Try it: Give the count of lines in the records below that contain "producing", and say nothing more.

Extracted data entries
--------

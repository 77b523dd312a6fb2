//! Configuration schema for `copilot-custom.json`.
//!
//! The input is accepted as loosely as the generated document allows:
//! only the three top-level keys are looked at, and only `prompts` values
//! are required to have a specific type.

use std::collections::BTreeMap;
use std::num::FpCategory;

use serde_json::{Map, Value};

use crate::docgen::json::to_inline_json;
use crate::error::ConfigError;

/// Key inside `defaults` that selects the document line terminator.
pub const UNIX_LINE_ENDINGS_KEY: &str = "use_unix_line_endings";

/// Assistant settings read from `copilot-custom.json`.
///
/// Read-only once built; rendering borrows it.
#[derive(Debug, Clone, Default, PartialEq)]
pub struct Configuration {
    /// Display string for the configuration format version.
    pub version: String,

    /// Default behavior settings, in input order.
    pub defaults: Map<String, Value>,

    /// Named prompt texts, sorted by name.
    pub prompts: BTreeMap<String, String>,
}

impl Configuration {
    /// Builds a configuration from a parsed JSON document.
    ///
    /// Missing top-level keys fall back to an empty version string and
    /// empty mappings. A non-string `version` is kept as its inline JSON
    /// text, and `null` counts as missing.
    ///
    /// # Errors
    ///
    /// Returns [`ConfigError`] if the root, `defaults` or `prompts` is not a
    /// JSON object, or if any prompt value is not a string.
    pub fn from_value(value: Value) -> Result<Self, ConfigError> {
        let Value::Object(mut root) = value else {
            return Err(ConfigError::RootNotObject {
                found: json_type_name(&value),
            });
        };

        let version = match root.remove("version") {
            None | Some(Value::Null) => String::new(),
            Some(Value::String(s)) => s,
            Some(other) => to_inline_json(&other),
        };

        let defaults = match root.remove("defaults") {
            None => Map::new(),
            Some(Value::Object(map)) => map,
            Some(other) => {
                return Err(ConfigError::SectionNotObject {
                    field: "defaults",
                    found: json_type_name(&other),
                });
            }
        };

        let prompts: BTreeMap<String, String> = match root.remove("prompts") {
            None => BTreeMap::new(),
            Some(Value::Object(map)) => map
                .into_iter()
                .map(|(key, value)| match value {
                    Value::String(text) => Ok((key, text)),
                    other => Err(ConfigError::PromptNotString {
                        found: json_type_name(&other),
                        key,
                    }),
                })
                .collect::<Result<_, _>>()?,
            Some(other) => {
                return Err(ConfigError::SectionNotObject {
                    field: "prompts",
                    found: json_type_name(&other),
                });
            }
        };

        Ok(Self {
            version,
            defaults,
            prompts,
        })
    }

    /// Whether the document should use `\n` instead of `\r\n`.
    ///
    /// Reads `defaults.use_unix_line_endings` with JSON truthiness; absent
    /// means `false`.
    #[must_use]
    pub fn use_unix_line_endings(&self) -> bool {
        self.defaults
            .get(UNIX_LINE_ENDINGS_KEY)
            .is_some_and(is_truthy)
    }
}

/// JSON truthiness: `false`, `null`, zero and empty containers are falsy.
#[must_use]
pub fn is_truthy(value: &Value) -> bool {
    match value {
        Value::Null => false,
        Value::Bool(b) => *b,
        Value::Number(n) => n.as_f64().is_some_and(|f| f.classify() != FpCategory::Zero),
        Value::String(s) => !s.is_empty(),
        Value::Array(items) => !items.is_empty(),
        Value::Object(map) => !map.is_empty(),
    }
}

/// Human-readable JSON type name used in shape errors.
#[must_use]
pub const fn json_type_name(value: &Value) -> &'static str {
    match value {
        Value::Null => "null",
        Value::Bool(_) => "boolean",
        Value::Number(_) => "number",
        Value::String(_) => "string",
        Value::Array(_) => "array",
        Value::Object(_) => "object",
    }
}
//! CLI argument definitions
//!
//! Clap derive structs for `copilot-docgen` command-line parsing.

use std::path::PathBuf;

use clap::{ArgAction, Args, Parser};

/// Default input path, relative to the working directory.
pub const DEFAULT_INPUT: &str = "copilot-custom.json";

/// Default output path, relative to the working directory.
pub const DEFAULT_OUTPUT: &str = "copilot-custom.md";

// ============================================================================
// Root CLI
// ============================================================================

/// Generate copilot-custom.md from copilot-custom.json.
#[derive(Parser, Debug)]
#[command(name = "copilot-docgen", author, version, about)]
pub struct Cli {
    /// Input and output paths.
    #[command(flatten)]
    pub generate: GenerateArgs,

    /// Increase verbosity (-v info, -vv debug, -vvv trace).
    #[arg(short, long, action = ArgAction::Count)]
    pub verbose: u8,

    /// Suppress logging and the confirmation line.
    #[arg(short, long, conflicts_with = "verbose")]
    pub quiet: bool,
}

// ============================================================================
// Generation Arguments
// ============================================================================

/// Paths for one generation run.
#[derive(Args, Debug, Clone)]
pub struct GenerateArgs {
    /// Path to the source JSON configuration.
    #[arg(
        short,
        long,
        default_value = DEFAULT_INPUT,
        env = "COPILOT_DOCGEN_INPUT"
    )]
    pub input: PathBuf,

    /// Path to write the generated Markdown document.
    #[arg(
        short,
        long,
        default_value = DEFAULT_OUTPUT,
        env = "COPILOT_DOCGEN_OUTPUT"
    )]
    pub output: PathBuf,
}

// ============================================================================
// Tests
// ============================================================================
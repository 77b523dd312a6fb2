//! Markdown generation for `copilot-custom.json`
//!
//! Turns a [`Configuration`](crate::config::Configuration) into the
//! `copilot-custom.md` document.

pub mod document;
pub mod json;
pub mod render;

pub use document::{Document, LineEnding};
pub use render::render;
//! Configuration module
//!
//! Loads `copilot-custom.json` and turns it into a typed [`Configuration`].

pub mod loader;
pub mod schema;

pub use loader::{load, parse_source, read_source};
pub use schema::{Configuration, UNIX_LINE_ENDINGS_KEY, is_truthy};
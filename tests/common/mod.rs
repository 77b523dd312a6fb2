//! Shared integration-test harness for running the `copilot-docgen`
//! binary against files in a scratch directory.

#![allow(dead_code)]

use std::fs;
use std::path::{Path, PathBuf};
use std::process::{Command, Output};

use tempfile::TempDir;

/// A scratch directory holding one input/output pair.
pub struct Workspace {
    dir: TempDir,
}

impl Workspace {
    /// Creates an empty scratch directory.
    pub fn new() -> Self {
        Self {
            dir: tempfile::tempdir().expect("failed to create temp dir"),
        }
    }

    /// Path of a file inside the scratch directory.
    pub fn path(&self, name: &str) -> PathBuf {
        self.dir.path().join(name)
    }

    /// Writes `contents` to `name` and returns its path.
    pub fn write(&self, name: &str, contents: &str) -> PathBuf {
        let path = self.path(name);
        fs::write(&path, contents).expect("failed to write input");
        path
    }

    /// Reads `name` as UTF-8.
    pub fn read(&self, name: &str) -> String {
        fs::read_to_string(self.path(name)).expect("failed to read output")
    }

    /// Runs the binary with `args`, using the scratch directory as the
    /// working directory.
    pub fn run(&self, args: &[&str]) -> Output {
        Command::new(env!("CARGO_BIN_EXE_copilot-docgen"))
            .args(args)
            .current_dir(self.dir.path())
            .env_remove("COPILOT_DOCGEN_INPUT")
            .env_remove("COPILOT_DOCGEN_OUTPUT")
            .env_remove("COPILOT_DOCGEN_LOG_LEVEL")
            .output()
            .expect("failed to spawn copilot-docgen")
    }

    /// Absolute path to a checked-in fixture.
    pub fn fixture_path(name: &str) -> PathBuf {
        PathBuf::from(env!("CARGO_MANIFEST_DIR"))
            .join("tests/fixtures")
            .join(name)
    }

    /// Root of the scratch directory.
    pub fn root(&self) -> &Path {
        self.dir.path()
    }
}

pub fn stdout(output: &Output) -> String {
    String::from_utf8_lossy(&output.stdout).into_owned()
}

pub fn stderr(output: &Output) -> String {
    String::from_utf8_lossy(&output.stderr).into_owned()
}
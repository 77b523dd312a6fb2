//! Observability module
//!
//! Diagnostic logging for `copilot-docgen` runs.

pub mod logging;

pub use logging::init_logging;
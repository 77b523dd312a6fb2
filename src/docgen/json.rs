//! Inline JSON display for non-string default values.
//!
//! Values are written on one line with `", "` between items and `": "`
//! between keys and values, e.g. `{"max": 5, "tags": ["a", "b"]}`.
//! Non-ASCII text is written as-is and object keys keep their input order.
//! Numbers keep the exact text they had in the input file.

use std::io;

use serde::Serialize;
use serde_json::Value;
use serde_json::ser::Formatter;

/// `serde_json` formatter producing single-line output with spaced separators.
#[derive(Debug, Clone, Copy, Default)]
pub struct InlineFormatter;

impl Formatter for InlineFormatter {
    fn begin_array_value<W>(&mut self, writer: &mut W, first: bool) -> io::Result<()>
    where
        W: ?Sized + io::Write,
    {
        if first {
            Ok(())
        } else {
            writer.write_all(b", ")
        }
    }

    fn begin_object_key<W>(&mut self, writer: &mut W, first: bool) -> io::Result<()>
    where
        W: ?Sized + io::Write,
    {
        if first {
            Ok(())
        } else {
            writer.write_all(b", ")
        }
    }

    fn begin_object_value<W>(&mut self, writer: &mut W) -> io::Result<()>
    where
        W: ?Sized + io::Write,
    {
        writer.write_all(b": ")
    }
}

/// Renders `value` as inline JSON.
#[must_use]
pub fn to_inline_json(value: &Value) -> String {
    let mut buf = Vec::new();
    let mut serializer = serde_json::Serializer::with_formatter(&mut buf, InlineFormatter);
    value
        .serialize(&mut serializer)
        .expect("serializing a JSON value into memory is infallible");
    String::from_utf8_lossy(&buf).into_owned()
}
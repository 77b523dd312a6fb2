//! Generation command handler.
//!
//! Reads the configuration, renders the document and writes it out. The
//! output file is only touched once the input has loaded successfully.

use std::fmt;
use std::fs;
use std::path::{Path, PathBuf};

use tracing::info;

use crate::cli::args::GenerateArgs;
use crate::config;
use crate::docgen;
use crate::error::{DocgenError, Result};

/// Outcome of a successful run, printed as the confirmation line.
#[derive(Debug, Clone, PartialEq, Eq)]
pub struct GenerateReport {
    /// Path the document was written to.
    pub output: PathBuf,
    /// Effective `use_unix_line_endings` value.
    pub use_unix_line_endings: bool,
}

impl fmt::Display for GenerateReport {
    fn fmt(&self, f: &mut fmt::Formatter<'_>) -> fmt::Result {
        write!(
            f,
            "Generato `{}` (use_unix_line_endings={})",
            self.output.display(),
            self.use_unix_line_endings
        )
    }
}

/// Execute one generation run.
///
/// # Errors
///
/// Returns an error if the input is missing, unreadable or malformed, or if
/// the output cannot be written.
pub fn run(args: &GenerateArgs) -> Result<GenerateReport> {
    let config = config::load(&args.input)?;
    let document = docgen::render(&config);

    write_document(&args.output, &document.to_text())?;
    info!(
        input = %args.input.display(),
        output = %args.output.display(),
        lines = document.lines().len(),
        "wrote document"
    );

    Ok(GenerateReport {
        output: args.output.clone(),
        use_unix_line_endings: config.use_unix_line_endings(),
    })
}

/// Write the document as UTF-8, creating or truncating `path`.
fn write_document(path: &Path, text: &str) -> Result<()> {
    fs::write(path, text).map_err(|source| DocgenError::Write {
        path: path.to_path_buf(),
        source,
    })
}
//! # VE.Direct Capture Library
//!
//! Read live telemetry from a Victron solar charge controller over its
//! VE.Direct serial port.
//!
//! This library captures a window of the controller's text-mode stream,
//! locates the latest complete block, decodes its fields and normalizes them
//! into SI units, producing a fixed-layout record for report formatters.

pub mod config;
pub mod error;
pub mod serial;
pub mod telemetry;
pub mod vedirect;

--------

Your response: 2